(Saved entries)
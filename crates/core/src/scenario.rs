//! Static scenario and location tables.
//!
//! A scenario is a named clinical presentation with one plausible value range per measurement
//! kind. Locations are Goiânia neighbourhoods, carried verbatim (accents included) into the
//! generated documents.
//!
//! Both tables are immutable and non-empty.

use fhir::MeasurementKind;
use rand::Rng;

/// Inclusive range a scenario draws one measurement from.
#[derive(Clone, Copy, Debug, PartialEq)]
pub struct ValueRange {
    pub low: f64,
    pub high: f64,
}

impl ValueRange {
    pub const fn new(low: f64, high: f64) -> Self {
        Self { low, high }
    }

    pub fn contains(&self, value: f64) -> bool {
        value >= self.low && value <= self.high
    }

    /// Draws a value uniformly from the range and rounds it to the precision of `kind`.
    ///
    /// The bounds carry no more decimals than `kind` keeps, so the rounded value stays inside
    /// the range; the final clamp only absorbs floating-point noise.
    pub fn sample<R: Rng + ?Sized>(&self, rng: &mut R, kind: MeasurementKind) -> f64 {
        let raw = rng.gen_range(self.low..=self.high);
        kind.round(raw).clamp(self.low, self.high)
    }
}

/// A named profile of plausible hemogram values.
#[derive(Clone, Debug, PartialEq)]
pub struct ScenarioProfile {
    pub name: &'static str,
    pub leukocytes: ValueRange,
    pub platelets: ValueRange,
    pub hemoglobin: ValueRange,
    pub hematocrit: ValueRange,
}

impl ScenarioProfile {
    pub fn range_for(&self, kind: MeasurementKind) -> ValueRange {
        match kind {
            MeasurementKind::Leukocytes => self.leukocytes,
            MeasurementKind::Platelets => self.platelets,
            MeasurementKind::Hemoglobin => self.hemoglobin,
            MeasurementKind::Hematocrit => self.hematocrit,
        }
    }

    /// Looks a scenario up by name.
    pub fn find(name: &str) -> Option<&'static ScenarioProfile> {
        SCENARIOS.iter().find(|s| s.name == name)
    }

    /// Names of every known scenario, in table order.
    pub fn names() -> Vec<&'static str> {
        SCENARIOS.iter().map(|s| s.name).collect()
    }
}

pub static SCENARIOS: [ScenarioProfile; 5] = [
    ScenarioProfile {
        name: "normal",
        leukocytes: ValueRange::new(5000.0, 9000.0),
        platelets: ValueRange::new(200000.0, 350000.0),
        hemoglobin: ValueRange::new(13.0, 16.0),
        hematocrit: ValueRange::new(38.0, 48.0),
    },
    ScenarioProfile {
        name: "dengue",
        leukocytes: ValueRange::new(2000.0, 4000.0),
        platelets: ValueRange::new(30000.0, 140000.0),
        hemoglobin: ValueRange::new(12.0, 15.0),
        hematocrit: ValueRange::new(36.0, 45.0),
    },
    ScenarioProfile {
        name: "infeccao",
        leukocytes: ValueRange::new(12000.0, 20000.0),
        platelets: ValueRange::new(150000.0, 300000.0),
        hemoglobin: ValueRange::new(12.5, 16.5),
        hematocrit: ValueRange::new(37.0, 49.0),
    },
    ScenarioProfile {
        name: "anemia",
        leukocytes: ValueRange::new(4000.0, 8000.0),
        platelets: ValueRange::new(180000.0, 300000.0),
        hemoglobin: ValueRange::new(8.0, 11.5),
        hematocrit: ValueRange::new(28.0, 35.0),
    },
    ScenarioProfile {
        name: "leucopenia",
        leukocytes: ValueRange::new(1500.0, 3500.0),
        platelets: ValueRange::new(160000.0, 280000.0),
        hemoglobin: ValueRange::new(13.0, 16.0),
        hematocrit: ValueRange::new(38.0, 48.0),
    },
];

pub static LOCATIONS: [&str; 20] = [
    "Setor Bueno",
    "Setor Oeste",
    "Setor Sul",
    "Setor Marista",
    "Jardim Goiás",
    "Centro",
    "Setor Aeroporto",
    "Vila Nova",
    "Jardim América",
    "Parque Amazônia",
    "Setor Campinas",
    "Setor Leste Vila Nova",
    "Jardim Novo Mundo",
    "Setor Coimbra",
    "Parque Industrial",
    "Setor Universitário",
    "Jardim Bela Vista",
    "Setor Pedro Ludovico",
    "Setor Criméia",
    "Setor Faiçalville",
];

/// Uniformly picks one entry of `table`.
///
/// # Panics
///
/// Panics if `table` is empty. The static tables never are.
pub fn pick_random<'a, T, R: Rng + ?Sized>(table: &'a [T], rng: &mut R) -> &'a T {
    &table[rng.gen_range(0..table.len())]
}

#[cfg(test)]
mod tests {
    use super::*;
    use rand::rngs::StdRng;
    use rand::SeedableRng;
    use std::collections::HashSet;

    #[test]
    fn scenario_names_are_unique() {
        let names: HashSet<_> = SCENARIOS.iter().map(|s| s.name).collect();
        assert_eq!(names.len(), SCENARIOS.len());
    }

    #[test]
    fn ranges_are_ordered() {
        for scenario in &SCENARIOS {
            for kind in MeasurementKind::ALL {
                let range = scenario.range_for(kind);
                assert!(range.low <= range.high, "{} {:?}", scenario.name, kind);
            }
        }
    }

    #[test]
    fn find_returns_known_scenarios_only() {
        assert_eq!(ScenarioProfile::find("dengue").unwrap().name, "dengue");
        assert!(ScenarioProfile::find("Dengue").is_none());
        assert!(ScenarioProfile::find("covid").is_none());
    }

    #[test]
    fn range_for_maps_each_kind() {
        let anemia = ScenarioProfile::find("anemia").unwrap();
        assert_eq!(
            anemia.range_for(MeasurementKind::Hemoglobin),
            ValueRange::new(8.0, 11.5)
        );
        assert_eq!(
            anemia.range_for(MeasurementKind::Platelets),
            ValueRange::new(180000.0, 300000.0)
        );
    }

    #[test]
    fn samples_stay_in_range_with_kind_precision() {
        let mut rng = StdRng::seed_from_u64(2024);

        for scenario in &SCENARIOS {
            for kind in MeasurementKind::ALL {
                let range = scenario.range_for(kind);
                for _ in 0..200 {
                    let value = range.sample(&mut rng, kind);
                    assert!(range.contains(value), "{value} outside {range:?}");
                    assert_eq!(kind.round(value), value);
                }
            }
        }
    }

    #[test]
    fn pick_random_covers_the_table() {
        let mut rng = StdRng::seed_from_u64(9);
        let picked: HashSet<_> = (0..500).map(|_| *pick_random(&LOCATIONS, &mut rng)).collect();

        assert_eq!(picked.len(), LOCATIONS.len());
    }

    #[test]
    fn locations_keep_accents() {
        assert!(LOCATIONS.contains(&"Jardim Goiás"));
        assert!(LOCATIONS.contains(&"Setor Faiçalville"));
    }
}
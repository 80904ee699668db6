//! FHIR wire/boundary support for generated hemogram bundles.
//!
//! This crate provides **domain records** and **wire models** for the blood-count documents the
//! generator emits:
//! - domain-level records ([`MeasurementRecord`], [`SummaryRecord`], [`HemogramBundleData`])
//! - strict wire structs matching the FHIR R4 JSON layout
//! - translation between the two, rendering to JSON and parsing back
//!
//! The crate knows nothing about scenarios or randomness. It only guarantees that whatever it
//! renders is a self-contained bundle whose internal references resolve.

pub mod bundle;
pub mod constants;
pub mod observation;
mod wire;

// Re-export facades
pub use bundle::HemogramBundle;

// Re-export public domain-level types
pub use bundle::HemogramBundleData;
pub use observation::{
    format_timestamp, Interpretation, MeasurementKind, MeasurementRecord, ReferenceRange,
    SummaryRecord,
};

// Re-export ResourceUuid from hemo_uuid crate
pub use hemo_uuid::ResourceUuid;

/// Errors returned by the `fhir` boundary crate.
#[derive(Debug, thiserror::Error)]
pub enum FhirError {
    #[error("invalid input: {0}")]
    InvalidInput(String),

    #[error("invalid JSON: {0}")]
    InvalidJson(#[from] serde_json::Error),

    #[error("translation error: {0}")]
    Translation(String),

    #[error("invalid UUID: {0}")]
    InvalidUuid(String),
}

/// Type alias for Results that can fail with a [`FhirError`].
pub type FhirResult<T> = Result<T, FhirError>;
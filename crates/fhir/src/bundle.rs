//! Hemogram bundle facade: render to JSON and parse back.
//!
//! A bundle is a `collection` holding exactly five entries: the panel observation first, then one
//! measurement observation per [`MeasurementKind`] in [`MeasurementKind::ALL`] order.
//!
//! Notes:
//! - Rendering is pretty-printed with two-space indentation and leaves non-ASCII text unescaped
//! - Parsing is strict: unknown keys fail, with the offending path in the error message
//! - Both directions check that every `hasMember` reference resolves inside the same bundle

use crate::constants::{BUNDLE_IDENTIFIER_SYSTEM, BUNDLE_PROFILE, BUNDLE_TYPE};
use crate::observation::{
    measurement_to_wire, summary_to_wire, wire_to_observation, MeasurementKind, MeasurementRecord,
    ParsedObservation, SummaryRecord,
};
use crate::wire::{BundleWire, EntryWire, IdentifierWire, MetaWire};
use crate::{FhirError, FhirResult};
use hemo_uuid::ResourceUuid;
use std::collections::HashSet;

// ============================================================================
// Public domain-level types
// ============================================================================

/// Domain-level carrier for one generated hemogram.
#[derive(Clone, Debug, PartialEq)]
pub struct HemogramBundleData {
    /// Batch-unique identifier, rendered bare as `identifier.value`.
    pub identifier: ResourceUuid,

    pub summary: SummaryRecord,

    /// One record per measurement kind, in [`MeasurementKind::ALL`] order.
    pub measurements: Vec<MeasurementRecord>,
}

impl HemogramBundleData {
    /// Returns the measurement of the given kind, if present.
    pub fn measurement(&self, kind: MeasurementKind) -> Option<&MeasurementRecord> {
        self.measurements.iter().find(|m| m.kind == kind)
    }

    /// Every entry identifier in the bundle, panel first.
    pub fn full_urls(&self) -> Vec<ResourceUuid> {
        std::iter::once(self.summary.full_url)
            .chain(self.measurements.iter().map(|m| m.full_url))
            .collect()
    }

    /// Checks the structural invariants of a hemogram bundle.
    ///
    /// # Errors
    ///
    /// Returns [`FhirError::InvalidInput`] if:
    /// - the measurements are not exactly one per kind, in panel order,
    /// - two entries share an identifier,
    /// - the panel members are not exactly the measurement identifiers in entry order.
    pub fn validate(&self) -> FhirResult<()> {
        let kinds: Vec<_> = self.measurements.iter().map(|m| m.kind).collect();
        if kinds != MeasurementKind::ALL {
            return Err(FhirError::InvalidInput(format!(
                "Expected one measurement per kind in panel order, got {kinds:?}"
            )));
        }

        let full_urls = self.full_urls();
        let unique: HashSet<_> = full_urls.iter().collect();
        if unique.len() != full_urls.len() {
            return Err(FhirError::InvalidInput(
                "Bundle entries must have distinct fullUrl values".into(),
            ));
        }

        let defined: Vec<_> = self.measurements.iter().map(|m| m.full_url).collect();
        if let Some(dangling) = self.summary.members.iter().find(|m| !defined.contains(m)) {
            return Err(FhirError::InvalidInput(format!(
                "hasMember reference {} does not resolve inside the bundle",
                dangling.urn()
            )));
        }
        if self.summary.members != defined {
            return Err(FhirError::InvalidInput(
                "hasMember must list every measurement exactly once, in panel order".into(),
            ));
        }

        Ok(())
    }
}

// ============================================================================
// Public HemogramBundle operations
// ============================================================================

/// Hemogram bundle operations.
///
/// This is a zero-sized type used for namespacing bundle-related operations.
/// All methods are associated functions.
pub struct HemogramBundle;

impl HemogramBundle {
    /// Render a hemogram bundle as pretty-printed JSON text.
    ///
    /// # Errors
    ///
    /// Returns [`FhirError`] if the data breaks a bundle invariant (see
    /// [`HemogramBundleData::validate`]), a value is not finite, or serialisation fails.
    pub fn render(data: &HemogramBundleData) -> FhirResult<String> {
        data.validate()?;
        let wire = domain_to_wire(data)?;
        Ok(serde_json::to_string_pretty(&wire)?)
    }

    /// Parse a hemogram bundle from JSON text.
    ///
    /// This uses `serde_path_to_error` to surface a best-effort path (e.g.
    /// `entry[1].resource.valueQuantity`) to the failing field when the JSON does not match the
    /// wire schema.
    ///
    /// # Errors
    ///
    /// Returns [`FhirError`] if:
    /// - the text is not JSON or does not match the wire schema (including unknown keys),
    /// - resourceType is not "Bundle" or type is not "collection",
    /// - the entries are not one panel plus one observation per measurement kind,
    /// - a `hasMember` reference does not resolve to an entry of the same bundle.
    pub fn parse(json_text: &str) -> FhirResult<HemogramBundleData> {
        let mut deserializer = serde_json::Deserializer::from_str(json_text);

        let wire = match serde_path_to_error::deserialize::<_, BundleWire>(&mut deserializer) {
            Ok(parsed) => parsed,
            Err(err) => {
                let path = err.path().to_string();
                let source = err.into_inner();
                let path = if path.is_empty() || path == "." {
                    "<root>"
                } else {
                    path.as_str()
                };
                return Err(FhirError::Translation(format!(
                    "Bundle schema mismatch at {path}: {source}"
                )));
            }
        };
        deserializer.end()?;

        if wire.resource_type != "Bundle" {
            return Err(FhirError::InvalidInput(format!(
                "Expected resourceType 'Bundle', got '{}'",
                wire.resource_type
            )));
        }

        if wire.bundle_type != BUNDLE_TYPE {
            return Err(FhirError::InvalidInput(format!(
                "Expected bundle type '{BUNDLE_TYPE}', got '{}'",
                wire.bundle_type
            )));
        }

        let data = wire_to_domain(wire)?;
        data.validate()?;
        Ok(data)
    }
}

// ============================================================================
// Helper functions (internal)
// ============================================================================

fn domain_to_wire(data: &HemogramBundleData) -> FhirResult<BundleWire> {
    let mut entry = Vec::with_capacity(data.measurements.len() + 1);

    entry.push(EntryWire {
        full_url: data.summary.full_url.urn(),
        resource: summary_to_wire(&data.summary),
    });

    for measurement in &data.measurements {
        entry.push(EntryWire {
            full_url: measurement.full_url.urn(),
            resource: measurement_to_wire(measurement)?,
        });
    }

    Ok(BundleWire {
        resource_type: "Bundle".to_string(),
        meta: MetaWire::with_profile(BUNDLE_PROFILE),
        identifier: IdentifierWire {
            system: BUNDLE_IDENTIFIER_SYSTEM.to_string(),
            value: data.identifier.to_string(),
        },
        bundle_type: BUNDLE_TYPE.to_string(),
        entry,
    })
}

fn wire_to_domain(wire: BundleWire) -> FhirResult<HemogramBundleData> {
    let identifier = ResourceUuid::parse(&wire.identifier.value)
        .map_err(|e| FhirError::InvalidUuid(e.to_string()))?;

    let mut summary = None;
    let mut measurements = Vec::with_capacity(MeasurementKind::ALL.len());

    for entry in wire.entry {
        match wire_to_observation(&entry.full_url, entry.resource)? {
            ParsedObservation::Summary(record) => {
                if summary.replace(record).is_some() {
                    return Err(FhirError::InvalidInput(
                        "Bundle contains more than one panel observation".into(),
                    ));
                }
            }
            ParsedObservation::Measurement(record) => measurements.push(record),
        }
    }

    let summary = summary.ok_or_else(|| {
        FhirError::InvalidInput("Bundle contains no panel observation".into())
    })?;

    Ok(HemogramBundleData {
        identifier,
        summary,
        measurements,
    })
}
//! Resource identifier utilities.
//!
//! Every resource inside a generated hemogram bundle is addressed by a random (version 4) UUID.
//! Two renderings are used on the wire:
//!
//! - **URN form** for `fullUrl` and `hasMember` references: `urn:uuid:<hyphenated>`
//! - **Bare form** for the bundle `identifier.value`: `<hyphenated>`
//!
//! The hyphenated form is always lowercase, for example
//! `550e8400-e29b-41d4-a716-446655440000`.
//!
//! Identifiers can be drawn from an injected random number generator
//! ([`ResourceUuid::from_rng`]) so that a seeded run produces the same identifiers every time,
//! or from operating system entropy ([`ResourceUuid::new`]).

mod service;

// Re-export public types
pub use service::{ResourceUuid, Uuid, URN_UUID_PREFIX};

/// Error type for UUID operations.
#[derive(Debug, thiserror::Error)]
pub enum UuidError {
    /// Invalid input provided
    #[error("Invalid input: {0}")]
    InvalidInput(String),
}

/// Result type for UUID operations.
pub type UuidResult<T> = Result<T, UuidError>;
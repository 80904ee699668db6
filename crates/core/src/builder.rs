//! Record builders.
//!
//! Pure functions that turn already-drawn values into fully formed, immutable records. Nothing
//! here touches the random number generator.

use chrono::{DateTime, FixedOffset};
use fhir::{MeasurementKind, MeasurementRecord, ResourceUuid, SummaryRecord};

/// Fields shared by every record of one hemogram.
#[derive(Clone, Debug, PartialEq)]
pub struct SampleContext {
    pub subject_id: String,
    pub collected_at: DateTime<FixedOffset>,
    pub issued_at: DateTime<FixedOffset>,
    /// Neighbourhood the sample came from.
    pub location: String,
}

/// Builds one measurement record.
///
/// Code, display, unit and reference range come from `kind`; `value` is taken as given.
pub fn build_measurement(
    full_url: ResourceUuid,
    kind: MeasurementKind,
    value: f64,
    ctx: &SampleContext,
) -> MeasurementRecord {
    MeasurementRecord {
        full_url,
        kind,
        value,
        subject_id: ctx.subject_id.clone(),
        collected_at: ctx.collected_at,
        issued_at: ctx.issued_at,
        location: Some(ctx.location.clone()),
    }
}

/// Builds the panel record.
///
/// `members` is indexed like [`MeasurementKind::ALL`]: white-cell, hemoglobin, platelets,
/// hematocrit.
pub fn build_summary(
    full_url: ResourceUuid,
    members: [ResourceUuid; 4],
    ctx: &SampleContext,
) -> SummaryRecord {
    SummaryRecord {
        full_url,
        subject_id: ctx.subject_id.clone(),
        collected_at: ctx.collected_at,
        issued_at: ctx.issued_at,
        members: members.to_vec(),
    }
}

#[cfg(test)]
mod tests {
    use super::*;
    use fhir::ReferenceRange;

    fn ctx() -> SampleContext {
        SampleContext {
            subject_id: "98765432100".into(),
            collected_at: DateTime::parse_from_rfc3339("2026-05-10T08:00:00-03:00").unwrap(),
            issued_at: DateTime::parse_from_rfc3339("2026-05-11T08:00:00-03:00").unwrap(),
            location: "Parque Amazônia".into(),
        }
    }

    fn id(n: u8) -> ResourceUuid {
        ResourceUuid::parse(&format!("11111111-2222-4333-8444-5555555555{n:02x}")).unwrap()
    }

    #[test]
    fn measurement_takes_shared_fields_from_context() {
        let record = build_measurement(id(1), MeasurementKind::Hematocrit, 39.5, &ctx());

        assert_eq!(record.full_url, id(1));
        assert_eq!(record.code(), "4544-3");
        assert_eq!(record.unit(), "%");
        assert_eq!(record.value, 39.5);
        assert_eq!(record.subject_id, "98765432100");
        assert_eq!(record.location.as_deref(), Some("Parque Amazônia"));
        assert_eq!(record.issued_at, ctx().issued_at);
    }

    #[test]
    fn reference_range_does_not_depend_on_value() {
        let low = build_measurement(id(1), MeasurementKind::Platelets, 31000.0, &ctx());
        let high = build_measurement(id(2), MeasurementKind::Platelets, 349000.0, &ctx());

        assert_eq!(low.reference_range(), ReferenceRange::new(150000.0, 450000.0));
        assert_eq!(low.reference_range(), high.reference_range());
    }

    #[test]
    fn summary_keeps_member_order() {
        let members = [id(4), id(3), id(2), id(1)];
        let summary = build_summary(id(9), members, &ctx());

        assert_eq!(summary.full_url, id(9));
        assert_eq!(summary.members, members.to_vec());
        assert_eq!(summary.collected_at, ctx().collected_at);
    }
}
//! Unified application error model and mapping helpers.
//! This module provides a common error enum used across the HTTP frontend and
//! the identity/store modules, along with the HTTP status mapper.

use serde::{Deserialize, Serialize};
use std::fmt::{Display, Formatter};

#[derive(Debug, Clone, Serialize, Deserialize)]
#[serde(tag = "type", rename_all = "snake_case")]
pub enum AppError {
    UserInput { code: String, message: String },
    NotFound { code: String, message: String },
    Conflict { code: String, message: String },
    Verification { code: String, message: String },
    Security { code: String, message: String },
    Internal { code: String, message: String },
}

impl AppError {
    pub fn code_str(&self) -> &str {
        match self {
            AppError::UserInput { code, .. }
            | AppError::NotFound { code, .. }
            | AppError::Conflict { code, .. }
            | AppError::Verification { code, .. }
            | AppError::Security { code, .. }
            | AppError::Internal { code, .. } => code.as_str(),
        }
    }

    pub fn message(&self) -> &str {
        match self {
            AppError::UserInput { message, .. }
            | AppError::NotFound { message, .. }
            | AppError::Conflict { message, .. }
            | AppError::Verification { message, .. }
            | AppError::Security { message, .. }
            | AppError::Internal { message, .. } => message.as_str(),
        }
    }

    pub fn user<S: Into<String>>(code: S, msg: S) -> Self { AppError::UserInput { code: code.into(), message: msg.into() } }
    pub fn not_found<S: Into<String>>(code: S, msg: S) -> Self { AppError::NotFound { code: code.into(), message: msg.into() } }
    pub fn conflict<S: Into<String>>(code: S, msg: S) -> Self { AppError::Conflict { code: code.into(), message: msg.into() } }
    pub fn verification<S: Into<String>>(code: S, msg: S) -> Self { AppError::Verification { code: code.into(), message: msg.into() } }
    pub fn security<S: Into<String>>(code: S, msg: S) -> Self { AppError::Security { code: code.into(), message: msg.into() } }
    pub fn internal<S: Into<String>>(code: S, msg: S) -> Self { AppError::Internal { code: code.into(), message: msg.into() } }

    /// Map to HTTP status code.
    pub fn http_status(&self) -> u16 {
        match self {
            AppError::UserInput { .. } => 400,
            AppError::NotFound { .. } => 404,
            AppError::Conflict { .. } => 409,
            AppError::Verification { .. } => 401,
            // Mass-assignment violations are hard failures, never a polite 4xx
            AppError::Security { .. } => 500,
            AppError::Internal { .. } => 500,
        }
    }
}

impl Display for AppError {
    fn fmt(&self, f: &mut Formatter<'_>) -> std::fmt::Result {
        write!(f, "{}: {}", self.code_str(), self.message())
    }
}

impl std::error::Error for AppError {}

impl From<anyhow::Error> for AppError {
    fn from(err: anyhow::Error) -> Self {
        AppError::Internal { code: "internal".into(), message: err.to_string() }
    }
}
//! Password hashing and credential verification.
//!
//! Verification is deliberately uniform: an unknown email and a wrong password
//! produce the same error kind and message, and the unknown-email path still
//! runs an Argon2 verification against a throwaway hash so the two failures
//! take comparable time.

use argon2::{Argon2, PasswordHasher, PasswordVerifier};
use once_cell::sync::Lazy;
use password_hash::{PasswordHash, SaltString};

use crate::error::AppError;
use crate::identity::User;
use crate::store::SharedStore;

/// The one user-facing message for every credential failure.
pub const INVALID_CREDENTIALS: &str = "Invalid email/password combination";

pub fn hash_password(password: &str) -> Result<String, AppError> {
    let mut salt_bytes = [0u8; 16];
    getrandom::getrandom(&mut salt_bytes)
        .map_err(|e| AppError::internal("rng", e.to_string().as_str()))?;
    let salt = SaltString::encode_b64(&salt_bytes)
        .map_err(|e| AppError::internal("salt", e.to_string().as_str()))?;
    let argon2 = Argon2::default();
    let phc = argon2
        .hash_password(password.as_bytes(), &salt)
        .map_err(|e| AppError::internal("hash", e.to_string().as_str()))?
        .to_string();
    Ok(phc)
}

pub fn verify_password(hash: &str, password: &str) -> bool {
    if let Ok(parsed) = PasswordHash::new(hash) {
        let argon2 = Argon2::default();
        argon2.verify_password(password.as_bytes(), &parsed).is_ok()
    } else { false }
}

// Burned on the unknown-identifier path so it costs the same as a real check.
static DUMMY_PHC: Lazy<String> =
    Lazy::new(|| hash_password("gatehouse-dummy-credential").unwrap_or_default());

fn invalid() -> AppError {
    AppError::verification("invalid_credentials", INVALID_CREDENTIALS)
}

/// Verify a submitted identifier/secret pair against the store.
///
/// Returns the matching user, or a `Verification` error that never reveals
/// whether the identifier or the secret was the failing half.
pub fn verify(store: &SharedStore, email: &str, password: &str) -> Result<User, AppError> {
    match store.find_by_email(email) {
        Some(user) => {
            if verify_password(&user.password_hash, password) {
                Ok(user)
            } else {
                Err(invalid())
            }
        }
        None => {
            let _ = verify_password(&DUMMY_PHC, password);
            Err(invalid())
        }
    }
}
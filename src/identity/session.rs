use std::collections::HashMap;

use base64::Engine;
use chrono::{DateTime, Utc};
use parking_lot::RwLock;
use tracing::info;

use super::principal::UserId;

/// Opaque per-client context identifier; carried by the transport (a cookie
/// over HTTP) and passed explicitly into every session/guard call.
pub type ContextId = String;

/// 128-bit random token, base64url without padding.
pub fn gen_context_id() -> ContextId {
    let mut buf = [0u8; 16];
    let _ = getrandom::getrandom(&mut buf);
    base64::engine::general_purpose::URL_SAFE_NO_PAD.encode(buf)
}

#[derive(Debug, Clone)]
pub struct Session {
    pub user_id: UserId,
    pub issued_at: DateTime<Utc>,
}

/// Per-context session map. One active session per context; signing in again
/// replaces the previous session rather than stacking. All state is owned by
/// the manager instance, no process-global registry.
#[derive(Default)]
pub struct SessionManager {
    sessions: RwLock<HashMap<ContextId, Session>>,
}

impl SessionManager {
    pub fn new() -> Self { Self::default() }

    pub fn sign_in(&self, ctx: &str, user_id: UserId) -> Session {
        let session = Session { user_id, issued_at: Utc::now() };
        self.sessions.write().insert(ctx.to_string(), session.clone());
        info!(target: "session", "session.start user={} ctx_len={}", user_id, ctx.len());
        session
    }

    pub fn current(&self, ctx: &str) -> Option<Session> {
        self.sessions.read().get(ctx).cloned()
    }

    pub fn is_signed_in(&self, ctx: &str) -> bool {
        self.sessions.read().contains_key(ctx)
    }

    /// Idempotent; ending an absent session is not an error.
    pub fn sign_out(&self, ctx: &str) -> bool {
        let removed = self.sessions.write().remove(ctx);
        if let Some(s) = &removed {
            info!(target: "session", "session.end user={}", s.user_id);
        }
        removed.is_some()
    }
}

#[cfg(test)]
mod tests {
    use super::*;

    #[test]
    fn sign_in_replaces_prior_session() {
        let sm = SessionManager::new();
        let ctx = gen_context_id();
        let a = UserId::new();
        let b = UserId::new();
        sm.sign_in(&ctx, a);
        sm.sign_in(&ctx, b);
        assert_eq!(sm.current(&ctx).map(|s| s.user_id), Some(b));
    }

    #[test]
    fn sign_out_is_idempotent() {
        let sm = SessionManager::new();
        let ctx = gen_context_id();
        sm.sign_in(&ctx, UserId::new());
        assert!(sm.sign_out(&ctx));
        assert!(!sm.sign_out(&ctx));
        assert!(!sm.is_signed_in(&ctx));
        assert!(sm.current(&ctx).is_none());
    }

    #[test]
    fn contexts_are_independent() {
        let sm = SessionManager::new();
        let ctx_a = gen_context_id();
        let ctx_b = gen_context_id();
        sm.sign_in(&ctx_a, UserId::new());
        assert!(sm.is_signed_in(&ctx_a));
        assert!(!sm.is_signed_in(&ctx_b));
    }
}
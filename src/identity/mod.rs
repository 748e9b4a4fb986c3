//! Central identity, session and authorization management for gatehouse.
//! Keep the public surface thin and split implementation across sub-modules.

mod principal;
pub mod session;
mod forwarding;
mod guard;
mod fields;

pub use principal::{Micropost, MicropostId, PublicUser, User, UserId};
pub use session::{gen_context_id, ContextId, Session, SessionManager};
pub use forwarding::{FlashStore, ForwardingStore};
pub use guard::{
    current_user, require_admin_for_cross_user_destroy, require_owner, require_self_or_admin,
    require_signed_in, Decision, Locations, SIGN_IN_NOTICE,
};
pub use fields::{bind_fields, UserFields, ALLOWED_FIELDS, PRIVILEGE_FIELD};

• Work instruction: Wherever the string "functions" appears in the records above, copy the line it sits in.

• Result of this task:
/// All methods are associated functions.
// Helper functions (internal)
//! Pure functions that turn already-drawn values into fully formed, immutable records. Nothing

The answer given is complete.